═════ Exercise materials
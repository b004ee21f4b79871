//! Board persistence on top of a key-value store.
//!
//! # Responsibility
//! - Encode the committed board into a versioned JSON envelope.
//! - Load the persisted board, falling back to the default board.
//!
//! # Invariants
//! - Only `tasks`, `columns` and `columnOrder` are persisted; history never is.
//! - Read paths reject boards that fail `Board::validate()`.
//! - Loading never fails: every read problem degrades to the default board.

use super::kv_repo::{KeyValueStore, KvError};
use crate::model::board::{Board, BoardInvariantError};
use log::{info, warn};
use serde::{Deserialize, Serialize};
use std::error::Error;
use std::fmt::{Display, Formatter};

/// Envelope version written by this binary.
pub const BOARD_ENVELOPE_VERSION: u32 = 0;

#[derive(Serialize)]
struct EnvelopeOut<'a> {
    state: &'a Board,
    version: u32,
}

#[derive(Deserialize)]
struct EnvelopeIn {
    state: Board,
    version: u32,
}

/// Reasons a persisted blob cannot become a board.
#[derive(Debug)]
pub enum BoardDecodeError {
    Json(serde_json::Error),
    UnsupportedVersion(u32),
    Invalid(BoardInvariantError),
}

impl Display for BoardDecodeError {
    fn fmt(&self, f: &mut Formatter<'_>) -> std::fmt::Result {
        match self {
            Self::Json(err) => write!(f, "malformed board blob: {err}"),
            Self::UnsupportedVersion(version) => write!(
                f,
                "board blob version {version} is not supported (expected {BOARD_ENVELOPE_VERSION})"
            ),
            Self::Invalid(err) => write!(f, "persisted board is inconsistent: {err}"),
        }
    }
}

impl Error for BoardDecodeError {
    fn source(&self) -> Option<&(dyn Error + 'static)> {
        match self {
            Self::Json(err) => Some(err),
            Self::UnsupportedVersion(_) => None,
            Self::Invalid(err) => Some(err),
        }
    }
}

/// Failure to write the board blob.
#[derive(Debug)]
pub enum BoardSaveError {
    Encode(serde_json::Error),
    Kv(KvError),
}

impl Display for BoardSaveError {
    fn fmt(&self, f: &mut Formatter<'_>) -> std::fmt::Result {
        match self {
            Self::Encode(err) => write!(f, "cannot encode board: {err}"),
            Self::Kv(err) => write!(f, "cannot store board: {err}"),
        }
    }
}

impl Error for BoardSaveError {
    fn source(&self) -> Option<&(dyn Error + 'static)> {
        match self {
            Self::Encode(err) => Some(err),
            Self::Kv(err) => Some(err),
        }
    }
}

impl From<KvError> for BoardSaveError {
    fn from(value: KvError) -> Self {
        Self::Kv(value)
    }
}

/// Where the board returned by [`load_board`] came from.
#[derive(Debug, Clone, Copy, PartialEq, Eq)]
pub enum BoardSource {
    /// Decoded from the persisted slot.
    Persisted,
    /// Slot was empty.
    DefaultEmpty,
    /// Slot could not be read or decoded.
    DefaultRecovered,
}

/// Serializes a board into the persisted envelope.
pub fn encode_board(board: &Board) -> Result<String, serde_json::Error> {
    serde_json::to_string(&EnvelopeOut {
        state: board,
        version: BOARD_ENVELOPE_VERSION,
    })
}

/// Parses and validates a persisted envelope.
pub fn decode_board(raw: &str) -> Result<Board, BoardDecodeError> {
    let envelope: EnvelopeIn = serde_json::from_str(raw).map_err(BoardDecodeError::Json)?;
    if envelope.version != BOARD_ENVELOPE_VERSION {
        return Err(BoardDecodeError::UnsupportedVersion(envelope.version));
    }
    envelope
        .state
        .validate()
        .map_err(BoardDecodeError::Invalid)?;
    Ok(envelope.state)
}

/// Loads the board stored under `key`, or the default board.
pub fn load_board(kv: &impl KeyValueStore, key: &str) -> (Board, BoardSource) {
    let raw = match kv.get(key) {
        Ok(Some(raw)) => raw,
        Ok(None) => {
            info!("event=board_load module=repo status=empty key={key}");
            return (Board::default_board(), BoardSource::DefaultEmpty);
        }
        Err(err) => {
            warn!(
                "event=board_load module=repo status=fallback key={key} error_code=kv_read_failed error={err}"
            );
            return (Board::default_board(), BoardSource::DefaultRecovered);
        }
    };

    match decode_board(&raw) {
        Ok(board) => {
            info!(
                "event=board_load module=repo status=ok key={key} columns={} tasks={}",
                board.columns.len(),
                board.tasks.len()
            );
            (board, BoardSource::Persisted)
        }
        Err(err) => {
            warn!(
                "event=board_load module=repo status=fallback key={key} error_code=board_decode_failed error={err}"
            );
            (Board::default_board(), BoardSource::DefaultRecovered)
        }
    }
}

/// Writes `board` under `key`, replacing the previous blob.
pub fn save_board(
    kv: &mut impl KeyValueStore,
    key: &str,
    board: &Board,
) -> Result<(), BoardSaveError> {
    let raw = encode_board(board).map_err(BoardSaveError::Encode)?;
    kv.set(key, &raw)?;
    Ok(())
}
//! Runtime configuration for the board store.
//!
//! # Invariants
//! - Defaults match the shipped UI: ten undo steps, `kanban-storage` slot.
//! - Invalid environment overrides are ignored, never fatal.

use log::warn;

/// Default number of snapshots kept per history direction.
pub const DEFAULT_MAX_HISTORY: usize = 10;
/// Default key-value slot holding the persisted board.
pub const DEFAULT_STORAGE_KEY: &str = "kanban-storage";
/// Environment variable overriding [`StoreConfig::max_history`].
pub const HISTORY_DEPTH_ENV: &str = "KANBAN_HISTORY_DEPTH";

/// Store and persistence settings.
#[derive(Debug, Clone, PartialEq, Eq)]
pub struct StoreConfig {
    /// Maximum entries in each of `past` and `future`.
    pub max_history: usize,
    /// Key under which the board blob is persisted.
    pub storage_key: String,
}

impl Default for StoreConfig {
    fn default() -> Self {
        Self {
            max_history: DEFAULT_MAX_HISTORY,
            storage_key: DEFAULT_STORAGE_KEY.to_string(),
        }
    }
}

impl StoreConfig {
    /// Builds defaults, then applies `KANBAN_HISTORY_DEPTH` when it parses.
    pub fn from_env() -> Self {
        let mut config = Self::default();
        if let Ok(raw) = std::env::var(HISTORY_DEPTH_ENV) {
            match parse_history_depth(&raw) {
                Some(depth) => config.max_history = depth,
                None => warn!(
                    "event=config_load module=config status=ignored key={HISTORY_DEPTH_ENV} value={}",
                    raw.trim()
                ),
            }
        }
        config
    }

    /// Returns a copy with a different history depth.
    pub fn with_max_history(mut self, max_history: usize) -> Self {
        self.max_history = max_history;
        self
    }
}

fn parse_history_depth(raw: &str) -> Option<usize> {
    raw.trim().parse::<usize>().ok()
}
══════════
[Try it]
Each line in the entries above, starting at the line with "become a board." and ending at the line with "impl Error for BoardSaveError", is to be printed exactly, and only those lines.

[Task result]
/// Reasons a persisted blob cannot become a board.
#[derive(Debug)]
pub enum BoardDecodeError {
    Json(serde_json::Error),
    UnsupportedVersion(u32),
    Invalid(BoardInvariantError),
}

impl Display for BoardDecodeError {
    fn fmt(&self, f: &mut Formatter<'_>) -> std::fmt::Result {
        match self {
            Self::Json(err) => write!(f, "malformed board blob: {err}"),
            Self::UnsupportedVersion(version) => write!(
                f,
                "board blob version {version} is not supported (expected {BOARD_ENVELOPE_VERSION})"
            ),
            Self::Invalid(err) => write!(f, "persisted board is inconsistent: {err}"),
        }
    }
}

impl Error for BoardDecodeError {
    fn source(&self) -> Option<&(dyn Error + 'static)> {
        match self {
            Self::Json(err) => Some(err),
            Self::UnsupportedVersion(_) => None,
            Self::Invalid(err) => Some(err),
        }
    }
}

/// Failure to write the board blob.
#[derive(Debug)]
pub enum BoardSaveError {
    Encode(serde_json::Error),
    Kv(KvError),
}

impl Display for BoardSaveError {
    fn fmt(&self, f: &mut Formatter<'_>) -> std::fmt::Result {
        match self {
            Self::Encode(err) => write!(f, "cannot encode board: {err}"),
            Self::Kv(err) => write!(f, "cannot store board: {err}"),
        }
    }
}

impl Error for BoardSaveError {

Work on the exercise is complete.